Had heard of this stuff but never seen it put in such a way where I immediatly grasped Flippertronical Concepts 👍
Brilliant playing and utilization of visual tools. Long time admirer of yours, Noel. Cheers! ✌🏽
Very flippin' cool! So glad that I came across this video. It certainly made me click the like & subscribe buttons. Now I'll browse your channel and watch more videos. Cheers from Montreal!
It makes it even easier that flipping the intervals mean that every flipped interval is not a note of the original key but since the 1,4,5 are perfect intervals there ain’t going “out of key” if u flip them, that’s why even when you flip the whole key, the 1, 4 and five will work every time!!
Aman
Thank you so much, Noel. I really appreciate your knowledge and musicality.
Congrats, you uncovered all the outtakes from Steely Dan's Aja sessions. I'm sure Larry Carlton has a closet full of notes that work out every possible chord partial at each position. Any major dude would surely tell you this.
Thanks man took me a minute to get it but this opens a whole new world to explore lol
Nice work, Mr. Johnston. I subscribed with the hopes of seeing more about this topic in time. I "almost" get it. So I'm hoping to see something where you dumb it down a tad for us theoretically challenged. I've been playing for years, I actually do a lot of what you are showing, but by ear. To see it in structure is really satisfying. I am always in awe of the beautiful precision that music affords. Thank you, sir!!

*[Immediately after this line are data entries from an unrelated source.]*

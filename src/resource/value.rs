//! Typed leaf values and how they are displayed and exported.

use crate::Result;
use crate::resource::text::Text;
use crate::resource::units;

use anyhow::bail;
use chrono::{DateTime, Utc};
use serde_json::{Number, Value as Json};

/// Value-to-label table for numbers and enums.
pub type Lookup<T> = &'static [(T, &'static str)];

#[derive(Debug, Clone, PartialEq)]
pub enum Value {
    String {
        value: String,
        /// Rendered instead of `value` when present.
        display: Option<Text>,
    },
    Bool(bool),
    Date(DateTime<Utc>),
    Int {
        value: i64,
        lookup: Option<Lookup<i64>>,
    },
    UInt {
        value: u64,
        lookup: Option<Lookup<u64>>,
    },
    Float(f64),
    Bytes(u64),
    Frequency(u64),
    Enum {
        name: String,
        ordinal: u32,
        lookup: Option<Lookup<&'static str>>,
    },
    IntArray {
        values: Vec<i64>,
        lookup: Option<Lookup<i64>>,
    },
    FloatArray(Vec<f64>),
    StringArray(Vec<String>),
}

impl Value {
    /// A string rendered through the catalog; exported as an empty string.
    pub fn text(text: Text) -> Self {
        Value::String {
            value: String::new(),
            display: Some(text),
        }
    }

    pub fn bytes(bytes: u64) -> Self {
        Value::Bytes(bytes)
    }

    pub fn frequency(hz: u64) -> Self {
        Value::Frequency(hz)
    }

    pub fn enumeration(
        name: impl Into<String>,
        ordinal: u32,
        lookup: Lookup<&'static str>,
    ) -> Self {
        Value::Enum {
            name: name.into(),
            ordinal,
            lookup: Some(lookup),
        }
    }

    pub fn display(&self) -> String {
        match self {
            Value::String { value, display } => match display {
                Some(text) => text.render(),
                None => value.clone(),
            },
            Value::Bool(true) => Text::key("yes").render(),
            Value::Bool(false) => Text::key("no").render(),
            Value::Date(date) => date.format("%Y/%m/%d %H:%M:%S").to_string(),
            Value::Int { value, lookup } => lookup_number(*value, *lookup),
            Value::UInt { value, lookup } => lookup_number(*value, *lookup),
            Value::Float(v) => v.to_string(),
            Value::Bytes(b) => format!("{} ({})", units::bytes_si(*b), units::bytes_binary(*b)),
            Value::Frequency(hz) => units::frequency(*hz),
            Value::Enum {
                name,
                ordinal,
                lookup,
            } => match lookup {
                Some(table) => match table.iter().find(|(k, _)| *k == name.as_str()) {
                    Some((_, label)) => label.to_string(),
                    None => {
                        Text::key_with("unknown_value_enum", [name.clone(), ordinal.to_string()])
                            .render()
                    }
                },
                None => name.clone(),
            },
            Value::IntArray { values, lookup } => {
                join_or_empty(values.iter().map(|v| match lookup {
                    Some(_) => lookup_number(*v, *lookup),
                    None => v.to_string(),
                }))
            }
            Value::FloatArray(values) => join_or_empty(values.iter().map(|v| v.to_string())),
            Value::StringArray(values) => join_or_empty(values.iter().cloned()),
        }
    }

    /// JSON form of the value. Non-finite floats have no JSON representation.
    pub fn to_json(&self) -> Result<Json> {
        Ok(match self {
            Value::String { value, .. } => Json::String(value.clone()),
            Value::Bool(b) => Json::Bool(*b),
            Value::Date(date) => Json::from(date.timestamp_millis()),
            Value::Int { value, .. } => Json::from(*value),
            Value::UInt { value, .. } => Json::from(*value),
            Value::Float(v) => float(*v)?,
            Value::Bytes(v) | Value::Frequency(v) => Json::from(*v),
            Value::Enum { name, .. } => Json::String(name.clone()),
            Value::IntArray { values, .. } => {
                Json::Array(values.iter().map(|v| Json::from(*v)).collect())
            }
            Value::FloatArray(values) => {
                Json::Array(values.iter().map(|v| float(*v)).collect::<Result<_>>()?)
            }
            Value::StringArray(values) => {
                Json::Array(values.iter().cloned().map(Json::String).collect())
            }
        })
    }
}

fn float(v: f64) -> Result<Json> {
    match Number::from_f64(v) {
        Some(n) => Ok(Json::Number(n)),
        None => bail!("cannot serialize non-finite number {}", v),
    }
}

fn lookup_number<T: PartialEq + ToString + Copy>(value: T, lookup: Option<Lookup<T>>) -> String {
    match lookup {
        Some(table) => match table.iter().find(|(k, _)| *k == value) {
            Some((_, label)) => label.to_string(),
            None => Text::key_with("unknown_value_number", [value.to_string()]).render(),
        },
        None => value.to_string(),
    }
}

fn join_or_empty(items: impl Iterator<Item = String>) -> String {
    let items: Vec<String> = items.collect();
    if items.is_empty() {
        Text::key("list_no_elements").render()
    } else {
        items.join(", ")
    }
}

impl From<&str> for Value {
    fn from(value: &str) -> Self {
        Value::String {
            value: value.to_string(),
            display: None,
        }
    }
}

impl From<String> for Value {
    fn from(value: String) -> Self {
        Value::String {
            value,
            display: None,
        }
    }
}

impl From<bool> for Value {
    fn from(value: bool) -> Self {
        Value::Bool(value)
    }
}

impl From<i64> for Value {
    fn from(value: i64) -> Self {
        Value::Int {
            value,
            lookup: None,
        }
    }
}

impl From<i32> for Value {
    fn from(value: i32) -> Self {
        Value::from(value as i64)
    }
}

impl From<u64> for Value {
    fn from(value: u64) -> Self {
        Value::UInt {
            value,
            lookup: None,
        }
    }
}

impl From<u32> for Value {
    fn from(value: u32) -> Self {
        Value::from(value as u64)
    }
}

impl From<f64> for Value {
    fn from(value: f64) -> Self {
        Value::Float(value)
    }
}

impl From<DateTime<Utc>> for Value {
    fn from(value: DateTime<Utc>) -> Self {
        Value::Date(value)
    }
}

impl From<Vec<String>> for Value {
    fn from(values: Vec<String>) -> Self {
        Value::StringArray(values)
    }
}

impl From<Vec<i64>> for Value {
    fn from(values: Vec<i64>) -> Self {
        Value::IntArray {
            values,
            lookup: None,
        }
    }
}

impl From<Vec<f64>> for Value {
    fn from(values: Vec<f64>) -> Self {
        Value::FloatArray(values)
    }
}
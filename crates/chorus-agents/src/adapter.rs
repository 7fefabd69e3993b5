//! Agent adapter contract and the generic wire-driven implementation.
//!
//! The orchestration engine depends only on [`AgentAdapter`]; per-service
//! interaction mechanics (which control to click, which field to fill)
//! live in the automation script on the far side of the channel and are
//! driven generically by [`WireAdapter`] over the wire protocol. Swappable
//! implementations slot in through [`AdapterFactory`].

use std::sync::Arc;

use async_trait::async_trait;
use thiserror::Error;
use tracing::instrument;

use chorus_core::ids::{AgentId, ChannelId};
use chorus_core::wire::{ChannelRequest, ChannelResponse, LoginStatus, OutputSnapshot};
use chorus_settings::DetectorSettings;

use crate::detector::{CompletionDetector, DetectionOutcome, OutputProbe};
use crate::exchange::{Exchange, ExchangeError};
use crate::registry::AgentDescriptor;

// ─────────────────────────────────────────────────────────────────────────────
// Errors
// ─────────────────────────────────────────────────────────────────────────────

/// Failures surfaced by an adapter capability.
#[derive(Debug, Error)]
pub enum AdapterError {
    /// The underlying exchange failed.
    #[error(transparent)]
    Exchange(#[from] ExchangeError),

    /// The agent is reachable but the user is not authenticated.
    #[error("login required")]
    LoginRequired {
        /// Whether the service is actively showing a login prompt.
        needs_login: bool,
    },

    /// The far side answered with an unexpected message for the request.
    #[error("protocol violation: {message}")]
    Protocol {
        /// Description of the mismatch.
        message: String,
    },
}

impl AdapterError {
    /// Convenience constructor for a protocol violation.
    #[must_use]
    pub fn protocol(message: impl Into<String>) -> Self {
        Self::Protocol {
            message: message.into(),
        }
    }

    /// Error category string for event emission.
    #[must_use]
    pub fn category(&self) -> &str {
        match self {
            Self::Exchange(e) => e.category(),
            Self::LoginRequired { .. } => "login",
            Self::Protocol { .. } => "protocol",
        }
    }

    /// Whether re-authentication would resolve this failure.
    #[must_use]
    pub fn needs_login(&self) -> bool {
        matches!(self, Self::LoginRequired { needs_login: true })
    }
}

// ─────────────────────────────────────────────────────────────────────────────
// Contract
// ─────────────────────────────────────────────────────────────────────────────

/// Capability set every agent service implementation exposes.
#[async_trait]
pub trait AgentAdapter: Send + Sync {
    /// Registry key of the agent this adapter drives.
    fn agent_id(&self) -> &AgentId;

    /// Verify the adapter will answer (lightweight liveness check).
    async fn check_ready(&self) -> Result<(), AdapterError>;

    /// Ask the service whether the user is authenticated.
    async fn check_logged_in(&self) -> Result<LoginStatus, AdapterError>;

    /// Submit a prompt and wait (via the completion detector) for the
    /// streamed answer.
    async fn submit(&self, prompt: &str) -> Result<DetectionOutcome, AdapterError>;
}

/// Factory producing an adapter for an acquired channel.
///
/// Called once per agent execution, so implementations can pick a strategy
/// per service or per channel.
#[async_trait]
pub trait AdapterFactory: Send + Sync {
    /// Create an adapter bound to `channel` for the described agent.
    async fn create(
        &self,
        descriptor: &AgentDescriptor,
        channel: ChannelId,
    ) -> Result<Arc<dyn AgentAdapter>, AdapterError>;
}

// ─────────────────────────────────────────────────────────────────────────────
// Wire adapter
// ─────────────────────────────────────────────────────────────────────────────

/// Generic adapter that drives the remote automation script over the wire
/// protocol: submit with a task-class request, then infer completion by
/// sampling output reads.
pub struct WireAdapter {
    agent: AgentId,
    channel: ChannelId,
    exchange: Arc<Exchange>,
    detector: CompletionDetector,
}

impl WireAdapter {
    /// Create a wire adapter bound to one channel.
    #[must_use]
    pub fn new(
        agent: AgentId,
        channel: ChannelId,
        exchange: Arc<Exchange>,
        detector: CompletionDetector,
    ) -> Self {
        Self {
            agent,
            channel,
            exchange,
            detector,
        }
    }

    /// The channel this adapter is bound to.
    #[must_use]
    pub fn channel(&self) -> &ChannelId {
        &self.channel
    }
}

#[async_trait]
impl OutputProbe for WireAdapter {
    async fn sample(&self) -> Result<OutputSnapshot, AdapterError> {
        match self
            .exchange
            .send_handshake(&self.channel, ChannelRequest::ReadOutput)
            .await?
        {
            ChannelResponse::Output(snap) => Ok(snap),
            other => Err(AdapterError::protocol(format!(
                "expected output snapshot, got {other:?}"
            ))),
        }
    }
}

#[async_trait]
impl AgentAdapter for WireAdapter {
    fn agent_id(&self) -> &AgentId {
        &self.agent
    }

    #[instrument(skip(self), fields(agent = %self.agent, channel = %self.channel))]
    async fn check_ready(&self) -> Result<(), AdapterError> {
        match self
            .exchange
            .send_handshake(&self.channel, ChannelRequest::Ping)
            .await?
        {
            ChannelResponse::Ack { .. } => Ok(()),
            other => Err(AdapterError::protocol(format!(
                "expected ping acknowledgment, got {other:?}"
            ))),
        }
    }

    #[instrument(skip(self), fields(agent = %self.agent, channel = %self.channel))]
    async fn check_logged_in(&self) -> Result<LoginStatus, AdapterError> {
        match self
            .exchange
            .send_handshake(&self.channel, ChannelRequest::CheckLogin)
            .await?
        {
            ChannelResponse::Login(status) => Ok(status),
            other => Err(AdapterError::protocol(format!(
                "expected login status, got {other:?}"
            ))),
        }
    }

    #[instrument(skip(self, prompt), fields(agent = %self.agent, channel = %self.channel))]
    async fn submit(&self, prompt: &str) -> Result<DetectionOutcome, AdapterError> {
        match self
            .exchange
            .send_task(
                &self.channel,
                ChannelRequest::SubmitPrompt {
                    prompt: prompt.to_owned(),
                },
            )
            .await?
        {
            ChannelResponse::Submitted => {}
            other => {
                return Err(AdapterError::protocol(format!(
                    "expected submission acknowledgment, got {other:?}"
                )));
            }
        }

        self.detector.wait(self).await
    }
}

/// Factory producing [`WireAdapter`]s over a shared exchange.
pub struct WireAdapterFactory {
    exchange: Arc<Exchange>,
    detector: DetectorSettings,
}

impl WireAdapterFactory {
    /// Create a factory with the given exchange and detector settings.
    #[must_use]
    pub fn new(exchange: Arc<Exchange>, detector: DetectorSettings) -> Self {
        Self { exchange, detector }
    }
}

#[async_trait]
impl AdapterFactory for WireAdapterFactory {
    async fn create(
        &self,
        descriptor: &AgentDescriptor,
        channel: ChannelId,
    ) -> Result<Arc<dyn AgentAdapter>, AdapterError> {
        Ok(Arc::new(WireAdapter::new(
            descriptor.id.clone(),
            channel,
            Arc::clone(&self.exchange),
            CompletionDetector::from_settings(&self.detector),
        )))
    }
}

// ─────────────────────────────────────────────────────────────────────────────
// Tests
// ─────────────────────────────────────────────────────────────────────────────

#[cfg(test)]
mod tests {
    use super::*;
    use std::time::Duration;

    use chorus_core::stability::StabilityPolicy;
    use chorus_core::wire::LoginStatus;

    use crate::testing::{ChannelScript, OutputMode, ScriptedTransport, snapshot};
    use crate::transport::ChannelTransport;

    fn wire_adapter(
        script: ChannelScript,
    ) -> (Arc<ScriptedTransport>, WireAdapter, ChannelId) {
        let transport = Arc::new(ScriptedTransport::new());
        let channel = transport.add_channel("https://claude.ai", script);
        let exchange = Arc::new(Exchange::new(
            Arc::clone(&transport) as Arc<dyn ChannelTransport>,
            Duration::from_secs(5),
            Duration::from_secs(1800),
        ));
        let detector = CompletionDetector::new(
            StabilityPolicy {
                stability_threshold: 3,
                min_content_len: 8,
            },
            Duration::from_secs(2),
            Duration::from_secs(2),
            Duration::from_secs(600),
        );
        let adapter = WireAdapter::new(
            AgentId::new("claude"),
            channel.clone(),
            exchange,
            detector,
        );
        (transport, adapter, channel)
    }

    #[tokio::test]
    async fn check_ready_accepts_ack() {
        let (_t, adapter, _c) = wire_adapter(ChannelScript::responsive("claude"));
        adapter.check_ready().await.unwrap();
    }

    #[tokio::test]
    async fn check_ready_surfaces_remote_refusal() {
        let (_t, adapter, _c) = wire_adapter(ChannelScript::dead("claude"));
        let err = adapter.check_ready().await.unwrap_err();
        assert!(matches!(
            err,
            AdapterError::Exchange(ExchangeError::Remote { .. })
        ));
    }

    #[tokio::test]
    async fn check_logged_in_passes_status_through() {
        let mut script = ChannelScript::responsive("claude");
        script.login = LoginStatus {
            logged_in: false,
            needs_login: true,
        };
        let (_t, adapter, _c) = wire_adapter(script);
        let status = adapter.check_logged_in().await.unwrap();
        assert!(!status.logged_in);
        assert!(status.needs_login);
    }

    #[tokio::test(start_paused = true)]
    async fn submit_drives_detection_to_completion() {
        let script = ChannelScript::responsive("claude").with_output(OutputMode::Sequence(vec![
            snapshot(10, true),
            snapshot(50, true),
            snapshot(120, false),
            snapshot(120, false),
            snapshot(120, false),
            snapshot(120, false),
        ]));
        let (transport, adapter, channel) = wire_adapter(script);

        let outcome = adapter.submit("summarize X").await.unwrap();
        assert!(outcome.complete);
        assert_eq!(outcome.text.len(), 120);
        assert_eq!(transport.submitted_prompts(&channel), vec!["summarize X"]);
    }

    #[tokio::test]
    async fn submit_surfaces_remote_composer_failure() {
        let mut script = ChannelScript::responsive("claude");
        script.submit_error = Some("send button not found or disabled".into());
        let (_t, adapter, _c) = wire_adapter(script);

        let err = adapter.submit("hello").await.unwrap_err();
        assert!(matches!(
            err,
            AdapterError::Exchange(ExchangeError::Remote { .. })
        ));
    }

    #[tokio::test]
    async fn adapter_error_classifiers() {
        let login = AdapterError::LoginRequired { needs_login: true };
        assert_eq!(login.category(), "login");
        assert!(login.needs_login());

        let soft = AdapterError::LoginRequired { needs_login: false };
        assert!(!soft.needs_login());

        let protocol = AdapterError::protocol("nope");
        assert_eq!(protocol.category(), "protocol");
        assert!(!protocol.needs_login());
    }

    #[tokio::test]
    async fn factory_binds_adapter_to_channel() {
        let transport = Arc::new(ScriptedTransport::new());
        let channel =
            transport.add_channel("https://chatgpt.com", ChannelScript::responsive("openai"));
        let exchange = Arc::new(Exchange::new(
            Arc::clone(&transport) as Arc<dyn ChannelTransport>,
            Duration::from_secs(5),
            Duration::from_secs(1800),
        ));
        let factory = WireAdapterFactory::new(exchange, chorus_settings::DetectorSettings::default());

        let descriptor = crate::registry::AgentRegistry::builtin()
            .get(&AgentId::new("openai"))
            .cloned()
            .unwrap();
        let adapter = factory.create(&descriptor, channel).await.unwrap();
        assert_eq!(adapter.agent_id().as_str(), "openai");
        adapter.check_ready().await.unwrap();
    }
}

How modest you are and how generous with your knowledge. I’m now wondering what’s possible if this visual system is combined with cymatics somehow… cooooool 😊
Noel, great video. I have noticed in my many years of study of tone root mirroring this: fifths lift and fourths force.

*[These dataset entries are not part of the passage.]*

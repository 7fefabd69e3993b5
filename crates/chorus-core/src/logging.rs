//! Structured logging bootstrap with `tracing`.
//!
//! Log context (job ID, agent, channel) is propagated via tracing spans;
//! components annotate their entry points with `#[instrument]`.

/// Initialize the global tracing subscriber with stderr output.
///
/// Call once at application startup. Subsequent calls are no-ops.
/// The subscriber writes human-readable output to stderr; the
/// `RUST_LOG` environment variable overrides `level` when set.
///
/// # Arguments
///
/// * `level` - Minimum log level to display (e.g. `"info"`, `"warn"`).
pub fn init_subscriber(level: &str) {
    use tracing_subscriber::EnvFilter;

    let filter = EnvFilter::try_from_default_env().unwrap_or_else(|_| EnvFilter::new(level));

    let subscriber = tracing_subscriber::fmt()
        .with_env_filter(filter)
        .with_target(true)
        .with_writer(std::io::stderr)
        .compact();

    // try_init is a no-op if a subscriber is already set
    let _ = subscriber.try_init();
}

// ─────────────────────────────────────────────────────────────────────────────
// Tests
// ─────────────────────────────────────────────────────────────────────────────
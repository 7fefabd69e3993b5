//! Async completion-detection loop.
//!
//! Drives `chorus_core::stability` against a live output source: sample at
//! a fixed interval, declare completion when the tracker settles, take one
//! grace-delayed confirmation read, and bound the whole wait with a hard
//! ceiling that returns the best-effort last observation instead of
//! failing. The ceiling is a deliberate correctness trade-off — true
//! end-of-output is unobservable, so a bounded partial answer beats an
//! error.

use std::time::Duration;

use async_trait::async_trait;
use tracing::{debug, warn};

use chorus_core::stability::{StabilityPolicy, StabilityTracker, Verdict};
use chorus_core::wire::OutputSnapshot;
use chorus_settings::DetectorSettings;

use crate::adapter::AdapterError;

// ─────────────────────────────────────────────────────────────────────────────
// Probe
// ─────────────────────────────────────────────────────────────────────────────

/// Source of output observations for one in-flight turn.
#[async_trait]
pub trait OutputProbe: Send + Sync {
    /// Read the current output state.
    async fn sample(&self) -> Result<OutputSnapshot, AdapterError>;
}

// ─────────────────────────────────────────────────────────────────────────────
// Outcome
// ─────────────────────────────────────────────────────────────────────────────

/// Result of waiting for a turn to finish.
#[derive(Clone, Debug, PartialEq, Eq)]
pub struct DetectionOutcome {
    /// The final (or best-effort partial) output text.
    pub text: String,
    /// True when the turn settled; false when the ceiling cut the wait
    /// short and `text` is the last observation.
    pub complete: bool,
    /// Number of samples taken before the decision.
    pub samples: u32,
}

// ─────────────────────────────────────────────────────────────────────────────
// Detector
// ─────────────────────────────────────────────────────────────────────────────

/// Sampling loop around [`StabilityTracker`].
#[derive(Clone, Debug)]
pub struct CompletionDetector {
    policy: StabilityPolicy,
    sample_interval: Duration,
    grace: Duration,
    ceiling: Duration,
}

impl CompletionDetector {
    /// Create a detector with explicit timings.
    #[must_use]
    pub fn new(
        policy: StabilityPolicy,
        sample_interval: Duration,
        grace: Duration,
        ceiling: Duration,
    ) -> Self {
        Self {
            policy,
            sample_interval,
            grace,
            ceiling,
        }
    }

    /// Create a detector from settings.
    #[must_use]
    pub fn from_settings(settings: &DetectorSettings) -> Self {
        Self::new(
            StabilityPolicy {
                stability_threshold: settings.stability_threshold,
                min_content_len: settings.min_content_len,
            },
            settings.sample_interval(),
            settings.grace(),
            settings.ceiling(),
        )
    }

    /// Wait until the probed output settles or the ceiling is reached.
    ///
    /// On settlement, one extra grace interval passes before a final
    /// authoritative read, so a last-moment content mutation is not raced.
    /// Reaching the ceiling is not an error: the last observed content is
    /// returned with `complete: false`.
    pub async fn wait(&self, probe: &dyn OutputProbe) -> Result<DetectionOutcome, AdapterError> {
        let mut tracker = StabilityTracker::new(self.policy);
        let started = tokio::time::Instant::now();
        let mut last_text = String::new();

        loop {
            tokio::time::sleep(self.sample_interval).await;

            if started.elapsed() >= self.ceiling {
                warn!(
                    samples = tracker.samples(),
                    observed_len = last_text.len(),
                    "detection ceiling reached; returning best-effort partial output"
                );
                return Ok(DetectionOutcome {
                    text: last_text,
                    complete: false,
                    samples: tracker.samples(),
                });
            }

            let snap = probe.sample().await?;
            last_text.clone_from(&snap.text);

            if tracker.observe(&snap) == Verdict::Settled {
                debug!(
                    samples = tracker.samples(),
                    len = tracker.last_len(),
                    "output settled; taking confirmation read"
                );
                tokio::time::sleep(self.grace).await;
                let text = match probe.sample().await {
                    Ok(final_snap) => final_snap.text,
                    Err(e) => {
                        warn!(error = %e, "confirmation read failed; keeping last observation");
                        last_text
                    }
                };
                return Ok(DetectionOutcome {
                    text,
                    complete: true,
                    samples: tracker.samples(),
                });
            }
        }
    }
}

// ─────────────────────────────────────────────────────────────────────────────
// Tests
// ─────────────────────────────────────────────────────────────────────────────

#[cfg(test)]
mod tests {
    use super::*;
    use parking_lot::Mutex;

    use crate::testing::snapshot;

    /// Probe that plays a fixed snapshot sequence; the last entry repeats.
    struct SeqProbe {
        snaps: Vec<OutputSnapshot>,
        reads: Mutex<usize>,
    }

    impl SeqProbe {
        fn new(snaps: Vec<OutputSnapshot>) -> Self {
            Self {
                snaps,
                reads: Mutex::new(0),
            }
        }

        fn reads(&self) -> usize {
            *self.reads.lock()
        }
    }

    #[async_trait]
    impl OutputProbe for SeqProbe {
        async fn sample(&self) -> Result<OutputSnapshot, AdapterError> {
            let mut reads = self.reads.lock();
            let idx = (*reads).min(self.snaps.len().saturating_sub(1));
            *reads += 1;
            Ok(self.snaps.get(idx).cloned().unwrap_or_default())
        }
    }

    /// Probe whose output grows forever.
    struct GrowingProbe {
        reads: Mutex<usize>,
    }

    #[async_trait]
    impl OutputProbe for GrowingProbe {
        async fn sample(&self) -> Result<OutputSnapshot, AdapterError> {
            let mut reads = self.reads.lock();
            *reads += 1;
            Ok(snapshot(*reads * 10, true))
        }
    }

    fn detector(threshold: u32, interval_s: u64, ceiling_s: u64) -> CompletionDetector {
        CompletionDetector::new(
            StabilityPolicy {
                stability_threshold: threshold,
                min_content_len: 8,
            },
            Duration::from_secs(interval_s),
            Duration::from_secs(2),
            Duration::from_secs(ceiling_s),
        )
    }

    #[tokio::test(start_paused = true)]
    async fn settles_at_the_exact_stability_tick() {
        // [10, 50, 120, 120, 120, 120], threshold 3, quiescent after the
        // third sample: settlement must land on the sixth sample.
        let probe = SeqProbe::new(vec![
            snapshot(10, true),
            snapshot(50, true),
            snapshot(120, true),
            snapshot(120, false),
            snapshot(120, false),
            snapshot(120, false),
        ]);
        let outcome = detector(3, 2, 600).wait(&probe).await.unwrap();

        assert!(outcome.complete);
        assert_eq!(outcome.samples, 6);
        assert_eq!(outcome.text.len(), 120);
        // Six detection samples plus the grace confirmation read
        assert_eq!(probe.reads(), 7);
    }

    #[tokio::test(start_paused = true)]
    async fn ceiling_returns_last_partial_instead_of_error() {
        let probe = GrowingProbe {
            reads: Mutex::new(0),
        };
        // 1s interval, 5s ceiling: samples at t=1..4, cut off at t=5.
        let outcome = detector(3, 1, 5).wait(&probe).await.unwrap();

        assert!(!outcome.complete);
        assert_eq!(outcome.samples, 4);
        assert_eq!(outcome.text.len(), 40);
    }

    #[tokio::test(start_paused = true)]
    async fn confirmation_read_is_authoritative() {
        // The grace read observes a longer final render than the settled
        // samples did.
        let probe = SeqProbe::new(vec![
            snapshot(100, false),
            snapshot(100, false),
            snapshot(100, false),
            snapshot(100, false),
            snapshot(103, false),
        ]);
        let outcome = detector(3, 2, 600).wait(&probe).await.unwrap();

        assert!(outcome.complete);
        assert_eq!(outcome.text.len(), 103);
    }

    #[tokio::test(start_paused = true)]
    async fn probe_error_mid_loop_propagates() {
        struct FailingProbe;

        #[async_trait]
        impl OutputProbe for FailingProbe {
            async fn sample(&self) -> Result<OutputSnapshot, AdapterError> {
                Err(AdapterError::protocol("channel renderer crashed"))
            }
        }

        let err = detector(3, 1, 600).wait(&FailingProbe).await.unwrap_err();
        assert!(matches!(err, AdapterError::Protocol { .. }));
    }

    #[tokio::test(start_paused = true)]
    async fn streaming_signal_defers_settlement_past_stability() {
        // Length is stable from the start but the service still shows the
        // streaming indicator for two extra ticks.
        let probe = SeqProbe::new(vec![
            snapshot(64, true),
            snapshot(64, true),
            snapshot(64, true),
            snapshot(64, true),
            snapshot(64, true),
            snapshot(64, false),
        ]);
        let outcome = detector(3, 2, 600).wait(&probe).await.unwrap();

        assert!(outcome.complete);
        assert_eq!(outcome.samples, 6);
    }
}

Meaning, on 2 levels, that that the 5th is a natural ascending harmonic in the overtone series and the same to the ear: 1-5-2-6 ^
Where, it's (mirror) opposite direction (4th) 1-4-b7-b3 'forces' a downward, non sympathetic 'grounding' path(os).

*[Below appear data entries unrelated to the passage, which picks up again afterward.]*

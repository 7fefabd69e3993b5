//! Broadcast-based event emitter for [`ChorusEvent`] dispatch.

use std::sync::atomic::{AtomicU64, Ordering};

use tokio::sync::broadcast;

use chorus_core::events::ChorusEvent;

/// Default broadcast channel capacity.
const DEFAULT_CAPACITY: usize = 1024;

/// Broadcast-based event emitter.
///
/// Non-blocking: `emit` never awaits. Slow receivers will be dropped
/// (lagged) rather than blocking the sender.
pub struct EventEmitter {
    tx: broadcast::Sender<ChorusEvent>,
    emit_count: AtomicU64,
}

impl EventEmitter {
    /// Create a new emitter with the default channel capacity.
    #[must_use]
    pub fn new() -> Self {
        Self::with_capacity(DEFAULT_CAPACITY)
    }

    /// Create a new emitter with a custom channel capacity.
    #[must_use]
    pub fn with_capacity(capacity: usize) -> Self {
        let (tx, _) = broadcast::channel(capacity);
        Self {
            tx,
            emit_count: AtomicU64::new(0),
        }
    }

    /// Emit an event to all subscribers. Non-blocking.
    ///
    /// Returns the number of receivers that received the event.
    /// Returns 0 if there are no active subscribers.
    pub fn emit(&self, event: ChorusEvent) -> usize {
        let _ = self.emit_count.fetch_add(1, Ordering::Relaxed);
        self.tx.send(event).unwrap_or(0)
    }

    /// Subscribe to events. Returns a receiver that will receive
    /// all events emitted after this call.
    #[must_use]
    pub fn subscribe(&self) -> broadcast::Receiver<ChorusEvent> {
        self.tx.subscribe()
    }

    /// Get the number of active subscribers.
    #[must_use]
    pub fn subscriber_count(&self) -> usize {
        self.tx.receiver_count()
    }

    /// Get the total number of events emitted.
    #[must_use]
    pub fn emit_count(&self) -> u64 {
        self.emit_count.load(Ordering::Relaxed)
    }
}

impl Default for EventEmitter {
    fn default() -> Self {
        Self::new()
    }
}

// ─────────────────────────────────────────────────────────────────────────────
// Tests
// ─────────────────────────────────────────────────────────────────────────────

It can be determined by the tonal output which direction generates 'Lift' and which does 'Decent', Major = Up and Minor = Down.
So Cool! "Wind Cries Mary", my favotite song, all the Chords have Vs on the bottom, bewitching! Thanks for the visuals! And, Ive got a Tele with a firebird p/u in the neck, love it!
What an encouraging aditude.
Discovering common sense' how to's' inside harmonies vs theory vs thefretboard...Brilliant! Thank you for sharing
Amazing playing and knowledge, I couldn't follow along that well but still learned a few new things. I think you could package/deliver this in a more concise or ready to apply sort of way and I'm planning to watch it again to see what I can distill out of it. The tone and plying a ton the 12 min mark was pretty incredible.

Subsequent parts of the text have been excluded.